YOUR ASSIGNMENT: Only the lines below starting at the one that contains "operation in flight" and ending at the one that contains "Locked volume id" are to be reproduced, exactly and with both ends kept.

LISTED ENTRIES:
· · · · · · ·
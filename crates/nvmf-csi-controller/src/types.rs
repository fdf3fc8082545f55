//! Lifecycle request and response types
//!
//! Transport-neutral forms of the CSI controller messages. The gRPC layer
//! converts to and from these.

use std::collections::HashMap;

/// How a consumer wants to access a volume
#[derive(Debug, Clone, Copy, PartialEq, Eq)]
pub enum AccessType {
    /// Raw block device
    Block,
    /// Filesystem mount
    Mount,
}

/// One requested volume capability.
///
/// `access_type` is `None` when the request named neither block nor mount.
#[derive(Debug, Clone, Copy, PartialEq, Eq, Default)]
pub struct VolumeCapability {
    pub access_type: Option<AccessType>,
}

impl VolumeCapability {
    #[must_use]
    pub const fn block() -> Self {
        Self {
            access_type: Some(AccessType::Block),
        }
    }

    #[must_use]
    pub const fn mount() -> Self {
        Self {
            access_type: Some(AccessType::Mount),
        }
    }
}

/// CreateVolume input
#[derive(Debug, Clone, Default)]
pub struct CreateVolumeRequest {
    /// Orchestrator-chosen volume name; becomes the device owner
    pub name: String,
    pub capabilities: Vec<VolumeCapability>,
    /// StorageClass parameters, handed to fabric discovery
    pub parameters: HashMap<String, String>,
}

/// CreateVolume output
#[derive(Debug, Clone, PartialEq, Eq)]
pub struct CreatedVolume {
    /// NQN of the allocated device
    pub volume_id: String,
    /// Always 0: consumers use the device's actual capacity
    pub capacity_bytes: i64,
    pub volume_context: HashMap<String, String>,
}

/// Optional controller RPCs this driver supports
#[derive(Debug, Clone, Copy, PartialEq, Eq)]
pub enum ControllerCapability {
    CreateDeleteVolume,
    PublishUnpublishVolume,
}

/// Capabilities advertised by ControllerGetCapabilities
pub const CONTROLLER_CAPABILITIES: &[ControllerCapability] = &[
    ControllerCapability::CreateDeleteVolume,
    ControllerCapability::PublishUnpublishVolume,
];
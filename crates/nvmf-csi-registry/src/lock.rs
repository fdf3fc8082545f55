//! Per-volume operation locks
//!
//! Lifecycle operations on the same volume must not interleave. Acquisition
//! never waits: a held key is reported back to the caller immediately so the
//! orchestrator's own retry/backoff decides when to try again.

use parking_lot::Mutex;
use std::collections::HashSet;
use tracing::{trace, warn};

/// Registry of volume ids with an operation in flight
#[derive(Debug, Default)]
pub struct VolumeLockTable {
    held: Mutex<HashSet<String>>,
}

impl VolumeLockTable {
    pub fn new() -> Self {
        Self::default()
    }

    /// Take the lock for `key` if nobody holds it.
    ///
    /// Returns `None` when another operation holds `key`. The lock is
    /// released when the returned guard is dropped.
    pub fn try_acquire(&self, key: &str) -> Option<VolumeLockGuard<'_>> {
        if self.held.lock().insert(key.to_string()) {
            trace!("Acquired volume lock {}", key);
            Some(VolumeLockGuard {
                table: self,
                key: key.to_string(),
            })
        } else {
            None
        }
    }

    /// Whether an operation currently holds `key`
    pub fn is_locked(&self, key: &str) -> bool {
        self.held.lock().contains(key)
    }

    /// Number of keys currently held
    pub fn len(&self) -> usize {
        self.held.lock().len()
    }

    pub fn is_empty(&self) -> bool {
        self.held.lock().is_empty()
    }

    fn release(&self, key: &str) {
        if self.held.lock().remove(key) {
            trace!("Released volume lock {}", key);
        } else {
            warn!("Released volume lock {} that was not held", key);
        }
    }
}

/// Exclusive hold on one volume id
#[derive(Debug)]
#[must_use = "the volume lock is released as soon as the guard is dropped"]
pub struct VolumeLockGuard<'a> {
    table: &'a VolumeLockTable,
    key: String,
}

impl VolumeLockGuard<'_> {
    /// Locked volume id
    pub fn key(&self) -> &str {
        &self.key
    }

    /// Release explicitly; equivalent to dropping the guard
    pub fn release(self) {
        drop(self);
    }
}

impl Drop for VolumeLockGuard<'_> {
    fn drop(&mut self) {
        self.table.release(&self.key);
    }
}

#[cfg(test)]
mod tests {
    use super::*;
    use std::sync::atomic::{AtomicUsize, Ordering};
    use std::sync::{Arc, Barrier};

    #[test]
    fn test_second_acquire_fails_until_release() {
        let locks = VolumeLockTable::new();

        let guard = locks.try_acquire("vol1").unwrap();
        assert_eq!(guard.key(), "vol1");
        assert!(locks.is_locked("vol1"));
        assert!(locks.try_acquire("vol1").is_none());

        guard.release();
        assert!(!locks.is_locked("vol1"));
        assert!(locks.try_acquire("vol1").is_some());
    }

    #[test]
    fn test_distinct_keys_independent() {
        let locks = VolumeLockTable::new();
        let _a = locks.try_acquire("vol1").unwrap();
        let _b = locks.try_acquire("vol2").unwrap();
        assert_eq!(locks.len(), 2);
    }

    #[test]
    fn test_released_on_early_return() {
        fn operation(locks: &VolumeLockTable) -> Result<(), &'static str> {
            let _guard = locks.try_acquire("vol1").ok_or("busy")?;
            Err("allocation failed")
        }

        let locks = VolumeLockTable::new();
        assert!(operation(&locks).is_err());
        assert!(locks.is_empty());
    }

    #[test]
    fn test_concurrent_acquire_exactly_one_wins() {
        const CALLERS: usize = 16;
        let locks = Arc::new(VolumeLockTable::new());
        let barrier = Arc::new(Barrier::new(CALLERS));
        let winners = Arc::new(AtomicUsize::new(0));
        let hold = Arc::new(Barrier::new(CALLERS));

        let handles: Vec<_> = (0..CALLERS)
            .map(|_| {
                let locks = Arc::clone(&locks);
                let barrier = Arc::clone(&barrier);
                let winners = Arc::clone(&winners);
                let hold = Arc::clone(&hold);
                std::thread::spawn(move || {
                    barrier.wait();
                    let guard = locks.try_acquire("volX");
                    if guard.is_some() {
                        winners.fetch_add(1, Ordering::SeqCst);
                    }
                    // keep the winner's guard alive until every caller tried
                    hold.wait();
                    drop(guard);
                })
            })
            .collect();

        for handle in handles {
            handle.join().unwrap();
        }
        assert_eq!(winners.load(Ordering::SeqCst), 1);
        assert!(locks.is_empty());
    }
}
· · · · · · ·
TASK OUTPUT:
/// Registry of volume ids with an operation in flight
#[derive(Debug, Default)]
pub struct VolumeLockTable {
    held: Mutex<HashSet<String>>,
}

impl VolumeLockTable {
    pub fn new() -> Self {
        Self::default()
    }

    /// Take the lock for `key` if nobody holds it.
    ///
    /// Returns `None` when another operation holds `key`. The lock is
    /// released when the returned guard is dropped.
    pub fn try_acquire(&self, key: &str) -> Option<VolumeLockGuard<'_>> {
        if self.held.lock().insert(key.to_string()) {
            trace!("Acquired volume lock {}", key);
            Some(VolumeLockGuard {
                table: self,
                key: key.to_string(),
            })
        } else {
            None
        }
    }

    /// Whether an operation currently holds `key`
    pub fn is_locked(&self, key: &str) -> bool {
        self.held.lock().contains(key)
    }

    /// Number of keys currently held
    pub fn len(&self) -> usize {
        self.held.lock().len()
    }

    pub fn is_empty(&self) -> bool {
        self.held.lock().is_empty()
    }

    fn release(&self, key: &str) {
        if self.held.lock().remove(key) {
            trace!("Released volume lock {}", key);
        } else {
            warn!("Released volume lock {} that was not held", key);
        }
    }
}

/// Exclusive hold on one volume id
#[derive(Debug)]
#[must_use = "the volume lock is released as soon as the guard is dropped"]
pub struct VolumeLockGuard<'a> {
    table: &'a VolumeLockTable,
    key: String,
}

impl VolumeLockGuard<'_> {
    /// Locked volume id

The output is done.